• [Description of the task]: Collect all lines from the listing that include the string "content".

• [Entries shown]:
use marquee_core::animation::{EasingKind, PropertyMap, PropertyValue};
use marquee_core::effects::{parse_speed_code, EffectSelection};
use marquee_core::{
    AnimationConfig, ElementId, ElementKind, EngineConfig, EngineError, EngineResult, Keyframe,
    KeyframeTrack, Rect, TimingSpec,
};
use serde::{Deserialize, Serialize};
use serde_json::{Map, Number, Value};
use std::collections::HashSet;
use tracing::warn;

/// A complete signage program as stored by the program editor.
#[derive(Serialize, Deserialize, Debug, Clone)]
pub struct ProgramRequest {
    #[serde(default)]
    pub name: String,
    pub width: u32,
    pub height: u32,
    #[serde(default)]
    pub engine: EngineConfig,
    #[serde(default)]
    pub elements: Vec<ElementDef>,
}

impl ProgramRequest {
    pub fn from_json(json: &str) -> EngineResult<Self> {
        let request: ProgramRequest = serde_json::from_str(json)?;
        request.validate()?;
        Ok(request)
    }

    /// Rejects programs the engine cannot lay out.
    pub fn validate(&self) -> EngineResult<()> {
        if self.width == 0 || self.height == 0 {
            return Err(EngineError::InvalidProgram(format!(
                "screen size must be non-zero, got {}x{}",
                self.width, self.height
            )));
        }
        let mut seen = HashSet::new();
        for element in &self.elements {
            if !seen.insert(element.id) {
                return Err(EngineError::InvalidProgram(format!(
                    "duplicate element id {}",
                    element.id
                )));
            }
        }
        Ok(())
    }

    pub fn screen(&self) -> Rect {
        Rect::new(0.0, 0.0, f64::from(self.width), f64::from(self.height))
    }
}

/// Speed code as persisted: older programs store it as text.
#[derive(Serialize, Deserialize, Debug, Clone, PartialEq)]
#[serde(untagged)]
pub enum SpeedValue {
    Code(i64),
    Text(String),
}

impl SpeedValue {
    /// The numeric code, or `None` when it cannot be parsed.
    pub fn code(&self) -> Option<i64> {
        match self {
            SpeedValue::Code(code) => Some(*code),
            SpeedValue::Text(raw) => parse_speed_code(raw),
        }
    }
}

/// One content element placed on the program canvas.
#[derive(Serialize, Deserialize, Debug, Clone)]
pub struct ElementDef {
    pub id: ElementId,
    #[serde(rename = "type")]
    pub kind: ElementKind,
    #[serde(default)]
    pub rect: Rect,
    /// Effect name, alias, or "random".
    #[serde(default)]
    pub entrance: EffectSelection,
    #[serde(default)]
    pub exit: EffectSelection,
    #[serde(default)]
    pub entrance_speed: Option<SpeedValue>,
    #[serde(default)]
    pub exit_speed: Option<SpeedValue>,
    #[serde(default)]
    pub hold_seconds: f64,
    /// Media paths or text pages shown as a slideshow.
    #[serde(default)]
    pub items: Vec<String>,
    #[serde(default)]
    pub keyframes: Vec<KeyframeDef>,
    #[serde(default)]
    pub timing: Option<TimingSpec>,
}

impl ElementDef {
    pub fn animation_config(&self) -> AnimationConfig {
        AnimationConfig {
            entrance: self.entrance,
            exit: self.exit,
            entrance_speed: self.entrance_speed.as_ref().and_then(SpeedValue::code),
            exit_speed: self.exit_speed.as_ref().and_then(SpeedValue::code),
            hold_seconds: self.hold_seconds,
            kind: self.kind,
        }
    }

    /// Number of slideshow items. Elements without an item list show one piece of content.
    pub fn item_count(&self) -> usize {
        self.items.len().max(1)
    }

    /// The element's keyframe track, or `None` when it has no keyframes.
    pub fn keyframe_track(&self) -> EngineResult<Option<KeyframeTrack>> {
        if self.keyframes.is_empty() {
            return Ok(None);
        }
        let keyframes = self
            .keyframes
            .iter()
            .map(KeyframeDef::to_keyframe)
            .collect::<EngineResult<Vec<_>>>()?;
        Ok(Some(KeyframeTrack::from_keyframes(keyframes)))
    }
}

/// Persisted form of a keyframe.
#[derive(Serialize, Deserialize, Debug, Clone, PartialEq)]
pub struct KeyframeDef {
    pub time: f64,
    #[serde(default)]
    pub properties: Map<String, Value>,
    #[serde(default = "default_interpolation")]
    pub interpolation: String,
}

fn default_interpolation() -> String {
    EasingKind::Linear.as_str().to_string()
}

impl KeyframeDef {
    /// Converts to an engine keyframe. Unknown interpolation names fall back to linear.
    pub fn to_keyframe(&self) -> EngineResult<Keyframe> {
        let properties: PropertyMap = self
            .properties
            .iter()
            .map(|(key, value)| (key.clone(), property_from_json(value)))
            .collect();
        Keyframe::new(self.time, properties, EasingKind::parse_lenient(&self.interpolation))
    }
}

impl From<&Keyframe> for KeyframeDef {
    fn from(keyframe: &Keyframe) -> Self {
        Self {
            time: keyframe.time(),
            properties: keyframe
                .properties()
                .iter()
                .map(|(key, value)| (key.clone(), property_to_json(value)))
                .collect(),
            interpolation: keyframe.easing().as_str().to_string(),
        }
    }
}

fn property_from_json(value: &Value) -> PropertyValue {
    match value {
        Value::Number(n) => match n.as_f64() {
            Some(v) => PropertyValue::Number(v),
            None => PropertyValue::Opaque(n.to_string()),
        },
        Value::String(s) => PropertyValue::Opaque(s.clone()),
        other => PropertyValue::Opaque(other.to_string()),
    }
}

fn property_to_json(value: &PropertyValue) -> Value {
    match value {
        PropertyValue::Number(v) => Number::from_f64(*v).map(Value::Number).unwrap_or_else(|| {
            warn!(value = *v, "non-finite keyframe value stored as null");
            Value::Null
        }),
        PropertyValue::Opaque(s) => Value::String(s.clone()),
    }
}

...

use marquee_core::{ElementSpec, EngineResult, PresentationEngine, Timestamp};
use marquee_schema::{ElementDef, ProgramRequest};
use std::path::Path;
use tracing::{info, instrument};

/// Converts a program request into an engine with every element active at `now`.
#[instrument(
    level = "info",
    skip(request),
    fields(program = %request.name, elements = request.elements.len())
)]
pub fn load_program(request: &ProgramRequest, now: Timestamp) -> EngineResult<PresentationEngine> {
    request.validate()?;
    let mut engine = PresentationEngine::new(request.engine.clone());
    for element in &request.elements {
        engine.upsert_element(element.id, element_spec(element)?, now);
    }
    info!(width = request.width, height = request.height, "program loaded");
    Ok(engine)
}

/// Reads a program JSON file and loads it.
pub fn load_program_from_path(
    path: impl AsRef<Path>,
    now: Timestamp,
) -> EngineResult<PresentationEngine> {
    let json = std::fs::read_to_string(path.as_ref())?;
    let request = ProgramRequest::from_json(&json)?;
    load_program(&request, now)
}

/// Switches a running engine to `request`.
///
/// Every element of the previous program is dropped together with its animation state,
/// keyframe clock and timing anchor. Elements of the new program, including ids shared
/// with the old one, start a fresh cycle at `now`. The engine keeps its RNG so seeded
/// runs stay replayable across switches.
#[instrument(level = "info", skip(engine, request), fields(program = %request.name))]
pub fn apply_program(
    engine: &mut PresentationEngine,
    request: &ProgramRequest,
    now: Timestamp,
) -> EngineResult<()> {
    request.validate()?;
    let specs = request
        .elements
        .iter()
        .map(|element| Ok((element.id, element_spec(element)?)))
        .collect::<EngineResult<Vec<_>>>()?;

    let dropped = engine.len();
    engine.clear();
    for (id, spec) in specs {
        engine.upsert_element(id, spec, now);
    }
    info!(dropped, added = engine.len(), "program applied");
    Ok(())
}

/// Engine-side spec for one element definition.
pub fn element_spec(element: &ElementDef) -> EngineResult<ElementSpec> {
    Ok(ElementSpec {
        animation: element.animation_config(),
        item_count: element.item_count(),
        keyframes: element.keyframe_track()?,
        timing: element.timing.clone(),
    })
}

• [Written solution]:
/// One content element placed on the program canvas.
    /// Number of slideshow items. Elements without an item list show one piece of content.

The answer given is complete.